3.12.2019

Fix MSDTC for VRA Install Wizard Validation

Did you use a template to create the IaaS servers for VRA? This is a quick post on how to resolve the errors from the VRA validator step. Perhaps like you I had some trouble locating a concise KB article or post on an easy way to resolve these issues.

Reset the CID/SID of the Server

Log into the IaaS and DB servers as Administrator.

Opening REGEDIT can show what the CID/SID values are. This is located:
HKEY_CLASSES_ROOT\CID\(CID)\Description\(Default)

Open a powershell prompt as administrator and run the command:

Uninstall MSDTC
msdtc -uninstall

Reboot
shutdown -r -t 0

Re-install MSDTC (login with same permissions as above)
msdtc –install

Warning: The msdtc command does not give any return response when running this command.

Open the Firewall

Enable the firewall rules for WMI and DTC on both computers by using the Netsh utility. This

netsh advfirewall firewall set rule group="Windows Management Instrumentation (WMI)" new enable=yes
netsh advfirewall firewall set rule group="Distributed Transaction Coordinator" new enable=yes


Testing

Basic checking can be done by opening the Component Services MMC. You should see something similar.
Component Services MMC for MS DTC


Run the DTCtester to test the state of MSDTC. Below are some example tests that can be run to test local and both local and remote DTC connectivity.

Test MSDTC on the local computer
Test-Dtc -LocalComputerName "$env:COMPUTERNAME" -Verbose

Test MSDTC on the local computer and a remote computer
Test-Dtc -LocalComputerName "$env:COMPUTERNAME" -RemoteComputerName "remote-server" -ResourceManagerPort 17100 -Verbose

Test MSDTC on a local computer that blocks inbound transactions
Test-Dtc -LocalComputerName "$env:COMPUTERNAME" -RemoteComputerName "remote-server" -ResourceManagerPort 17100 -Verbose

Test MSDTC on a local computer that blocks outbound transactions
Test-Dtc -LocalComputerName "$env:COMPUTERNAME" -RemoteComputerName "remote-server" -ResourceManagerPort 17100 -Verbose


This is the result if the first test partially fails. The 3 local and remote tests will also show the CIDs for the communicating systems. Referring to the REGEDIT above will display the UIS and the XA values that are contained in the CID subkeys.. From this output you will be able to determine if the CIDs are unique as another method to validate the registry values.
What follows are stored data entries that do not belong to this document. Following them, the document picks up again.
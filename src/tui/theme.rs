use ratatui::prelude::*;

/// Palette for the demo, a slate dark theme
#[derive(Clone, Debug)]
pub struct DeckTheme {
    pub primary: Color,
    pub accent: Color,
    pub success: Color,
    pub warning: Color,
    pub error: Color,

    pub bg_primary: Color,
    pub bg_secondary: Color,
    pub bg_tertiary: Color,

    pub text_primary: Color,
    pub text_secondary: Color,
    pub text_muted: Color,

    pub border: Color,
    pub border_focus: Color,
    pub divider: Color,
}

impl Default for DeckTheme {
    fn default() -> Self {
        Self::slate()
    }
}

impl DeckTheme {
    #[allow(clippy::unreadable_literal)] // Color codes are more readable as hex without underscores
    pub fn slate() -> Self {
        Self {
            primary: Color::from_u32(0x2563EB),
            accent: Color::from_u32(0x06B6D4),
            success: Color::from_u32(0x10B981),
            warning: Color::from_u32(0xF59E0B),
            error: Color::from_u32(0xEF4444),

            bg_primary: Color::from_u32(0x0F172A),
            bg_secondary: Color::from_u32(0x1E293B),
            bg_tertiary: Color::from_u32(0x334155),

            text_primary: Color::from_u32(0xF8FAFC),
            text_secondary: Color::from_u32(0xCBD5E1),
            text_muted: Color::from_u32(0x94A3B8),

            border: Color::from_u32(0x475569),
            border_focus: Color::from_u32(0x2563EB),
            divider: Color::from_u32(0x334155),
        }
    }

    pub fn status_color(&self, status: LoadStatus) -> Color {
        match status {
            LoadStatus::Ready => self.success,
            LoadStatus::Loading => self.warning,
            LoadStatus::Failed => self.error,
            LoadStatus::Idle => self.text_muted,
        }
    }

    pub fn text_style(&self, content_type: TextType) -> Style {
        match content_type {
            TextType::Title => Style::default()
                .fg(self.text_primary)
                .add_modifier(Modifier::BOLD),
            TextType::Subtitle => Style::default()
                .fg(self.text_secondary)
                .add_modifier(Modifier::BOLD),
            TextType::Body => Style::default().fg(self.text_primary),
            TextType::Caption => Style::default().fg(self.text_muted),
            TextType::Warning => Style::default()
                .fg(self.warning)
                .add_modifier(Modifier::BOLD),
            TextType::Error => Style::default()
                .fg(self.error)
                .add_modifier(Modifier::BOLD),
        }
    }
}

/// Coarse state of a fetch for status badges
#[derive(Debug, Clone, Copy, PartialEq, Eq)]
pub enum LoadStatus {
    Idle,
    Loading,
    Ready,
    Failed,
}

impl LoadStatus {
    pub const fn from_flags(is_loading: bool, has_error: bool, has_data: bool) -> Self {
        if is_loading {
            Self::Loading
        } else if has_error {
            Self::Failed
        } else if has_data {
            Self::Ready
        } else {
            Self::Idle
        }
    }

    pub const fn symbol(self) -> &'static str {
        match self {
            Self::Loading => Symbols::PENDING,
            Self::Ready => Symbols::SUCCESS,
            Self::Failed => Symbols::ERROR,
            Self::Idle => Symbols::DOT,
        }
    }

    pub const fn label(self) -> &'static str {
        match self {
            Self::Loading => "loading",
            Self::Ready => "ready",
            Self::Failed => "failed",
            Self::Idle => "idle",
        }
    }
}

#[derive(Debug, Clone, Copy)]
pub enum TextType {
    Title,
    Subtitle,
    Body,
    Caption,
    Warning,
    Error,
}

pub struct Symbols;

impl Symbols {
    pub const PENDING: &'static str = "◐";
    pub const ERROR: &'static str = "✗";
    pub const SUCCESS: &'static str = "✓";
    pub const BULLET: &'static str = "•";
    pub const DOT: &'static str = "·";
    pub const SPINNER: [&'static str; 8] = ["⠋", "⠙", "⠹", "⠸", "⠼", "⠴", "⠦", "⠧"];
}

/// Sizes shared by both tabs
pub struct UiConstants;

impl UiConstants {
    pub const HEADER_HEIGHT: u16 = 3;
    pub const FOOTER_HEIGHT: u16 = 2;
    pub const BANNER_HEIGHT: u16 = 1;
    pub const CARD_HEIGHT: u16 = 4;
}
use super::errors::FetchError;
use super::state::StateSurface;
use super::transport::Transport;
use serde::de::DeserializeOwned;
use std::marker::PhantomData;
use std::sync::atomic::{AtomicU64, Ordering};
use std::sync::{Arc, Mutex, MutexGuard, PoisonError};
use tokio::sync::watch;
use tokio_util::sync::CancellationToken;
use tracing::{Instrument, debug, debug_span, trace, warn};
use uuid::Uuid;

/// The attempt currently allowed to write state
#[derive(Debug)]
struct Live {
    id: u64,
    url: String,
    token: CancellationToken,
    /// Generation of the polling schedule allowed to start attempts
    session: u64,
    closed: bool,
}

/// Attempt sequencing shared by the keyed and the polling hook.
///
/// Every `start` cancels the previous attempt and hands out a fresh token.
/// Outcomes are applied under the `live` lock only if the attempt is still the
/// live one, so a late response from a superseded attempt can never overwrite
/// state written by a newer one, whatever order responses arrive in.
pub(crate) struct Lifecycle<T, S> {
    instance: Uuid,
    transport: Arc<dyn Transport>,
    live: Mutex<Live>,
    state: watch::Sender<S>,
    started: AtomicU64,
    _data: PhantomData<fn() -> T>,
}

impl<T, S> Lifecycle<T, S> {
    pub(crate) const fn instance(&self) -> Uuid {
        self.instance
    }

    fn lock_live(&self) -> MutexGuard<'_, Live> {
        // Live holds no invariant a panicking writer could break halfway
        self.live.lock().unwrap_or_else(PoisonError::into_inner)
    }

    /// Cancel the live attempt and refuse any further starts
    pub(crate) fn teardown(&self) {
        let mut live = self.lock_live();
        if live.closed {
            return;
        }
        live.token.cancel();
        live.id += 1;
        live.closed = true;
        debug!(instance = %self.instance, "torn down");
    }

    pub(crate) fn attempts(&self) -> u64 {
        self.started.load(Ordering::Relaxed)
    }

    #[cfg(test)]
    pub(crate) fn live_id(&self) -> u64 {
        self.lock_live().id
    }
}

impl<T, S> Lifecycle<T, S>
where
    T: DeserializeOwned + Send + 'static,
    S: StateSurface<T>,
{
    pub(crate) fn new(transport: Arc<dyn Transport>, url: String) -> Arc<Self> {
        let (state, _) = watch::channel(S::default());
        Arc::new(Self {
            instance: Uuid::new_v4(),
            transport,
            live: Mutex::new(Live {
                id: 0,
                url,
                token: CancellationToken::new(),
                session: 0,
                closed: false,
            }),
            state,
            started: AtomicU64::new(0),
            _data: PhantomData,
        })
    }

    /// Supersede the live attempt and fetch `url`. Returns the new attempt id,
    /// or `None` after teardown.
    pub(crate) fn start(self: &Arc<Self>, url: &str) -> Option<u64> {
        let mut live = self.lock_live();
        let (id, token) = self.supersede(&mut live, url)?;
        drop(live);
        self.spawn_attempt(id, token, url);
        Some(id)
    }

    /// Open a new polling session and fetch `url` as its first attempt.
    /// Schedules of earlier sessions can no longer start attempts. Returns
    /// the session generation, or `None` after teardown.
    pub(crate) fn start_session(self: &Arc<Self>, url: &str) -> Option<u64> {
        let mut live = self.lock_live();
        let (id, token) = self.supersede(&mut live, url)?;
        live.session += 1;
        let session = live.session;
        drop(live);
        self.spawn_attempt(id, token, url);
        Some(session)
    }

    /// Like [`start`](Self::start), but refused unless `session` is still
    /// the current one
    pub(crate) fn start_for_session(self: &Arc<Self>, url: &str, session: u64) -> Option<u64> {
        let mut live = self.lock_live();
        if live.session != session {
            trace!(instance = %self.instance, session, "ignoring tick of a cleared schedule");
            return None;
        }
        let (id, token) = self.supersede(&mut live, url)?;
        drop(live);
        self.spawn_attempt(id, token, url);
        Some(id)
    }

    fn supersede(&self, live: &mut Live, url: &str) -> Option<(u64, CancellationToken)> {
        if live.closed {
            trace!(instance = %self.instance, "ignoring start after teardown");
            return None;
        }
        live.token.cancel();
        live.id += 1;
        live.url = url.to_string();
        live.token = CancellationToken::new();
        self.state.send_modify(|s| s.begin());
        self.started.fetch_add(1, Ordering::Relaxed);
        Some((live.id, live.token.clone()))
    }

    fn spawn_attempt(self: &Arc<Self>, id: u64, token: CancellationToken, url: &str) {
        let span = debug_span!("fetch_attempt", instance = %self.instance, attempt = id, url);
        let this = Arc::clone(self);
        let url = url.to_string();
        tokio::spawn(
            async move {
                debug!("attempt started");
                let outcome = tokio::select! {
                    biased;
                    () = token.cancelled() => Err(FetchError::Cancelled),
                    result = this.fetch(&url, &token) => result,
                };
                this.settle(id, &token, outcome);
            }
            .instrument(span),
        );
    }

    /// Start a new attempt against the current url
    pub(crate) fn restart(self: &Arc<Self>) -> Option<u64> {
        let url = self.lock_live().url.clone();
        self.start(&url)
    }

    async fn fetch(&self, url: &str, token: &CancellationToken) -> Result<T, FetchError> {
        let response = self.transport.get(url, token).await?;
        if !response.is_success() {
            return Err(FetchError::Status(response.status));
        }
        Ok(serde_json::from_slice(&response.body)?)
    }

    fn settle(&self, id: u64, token: &CancellationToken, outcome: Result<T, FetchError>) {
        let live = self.lock_live();
        if live.id != id || token.is_cancelled() {
            trace!("discarding stale attempt outcome");
            return;
        }
        match outcome {
            Ok(data) => {
                debug!("attempt resolved");
                self.state.send_modify(|s| s.resolve(data));
            }
            Err(e) => {
                // the live token is intact, so even a Cancelled here is a failure
                warn!("attempt failed: {e}");
                self.state.send_modify(|s| s.reject(&e));
            }
        }
        drop(live);
    }

    pub(crate) fn snapshot(&self) -> S {
        self.state.borrow().clone()
    }

    pub(crate) fn subscribe(&self) -> watch::Receiver<S> {
        self.state.subscribe()
    }
}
PS C:\Windows\system32> Test-Dtc -LocalComputerName "$env:COMPUTERNAME" -Verbose
VERBOSE: ": Firewall rule for "RPC Endpoint Mapper" is enabled."
VERBOSE: ": Firewall rule for "DTC incoming connections" is enabled."
VERBOSE: ": Firewall rule for "DTC outgoing connections" is enabled."
VERBOSE: IN-SQL02: AuthenticationLevel: Mutual
VERBOSE: IN-SQL02: InboundTransactionsEnabled: False
WARNING: "IN-SQL02: Inbound transactions are not allowed and this computer cannot participate in network transactions."
VERBOSE: IN-SQL02: OutboundTransactionsEnabled: False
WARNING: "IN-SQL02: Outbound transactions are not allowed and this computer cannot participate in network transactions."
VERBOSE: IN-SQL02: RemoteClientAccessEnabled: False
VERBOSE: IN-SQL02: RemoteAdministrationAccessEnabled: False
VERBOSE: IN-SQL02: XATransactionsEnabled: False
VERBOSE: IN-SQL02: LUTransactionsEnabled: True


This is the result when things look good for the installer to proceed.

PS C:\Windows\system32> Test-Dtc -LocalComputerName "$env:COMPUTERNAME" -Verbose
VERBOSE: ": Firewall rule for "RPC Endpoint Mapper" is enabled."
VERBOSE: ": Firewall rule for "DTC incoming connections" is enabled."
VERBOSE: ": Firewall rule for "DTC outgoing connections" is enabled."
VERBOSE: IN-SQL02: AuthenticationLevel: Mutual
VERBOSE: IN-SQL02: InboundTransactionsEnabled: True
VERBOSE: IN-SQL02: OutboundTransactionsEnabled: True
VERBOSE: IN-SQL02: RemoteClientAccessEnabled: True
VERBOSE: IN-SQL02: RemoteAdministrationAccessEnabled: True
VERBOSE: IN-SQL02: XATransactionsEnabled: False
VERBOSE: IN-SQL02: LUTransactionsEnabled: True


Summary

This is only one example of how to resolve these errors. If you used a template and a customization spec as you deploy while selecting "Generate New Security ID (SID)" your experience might be different.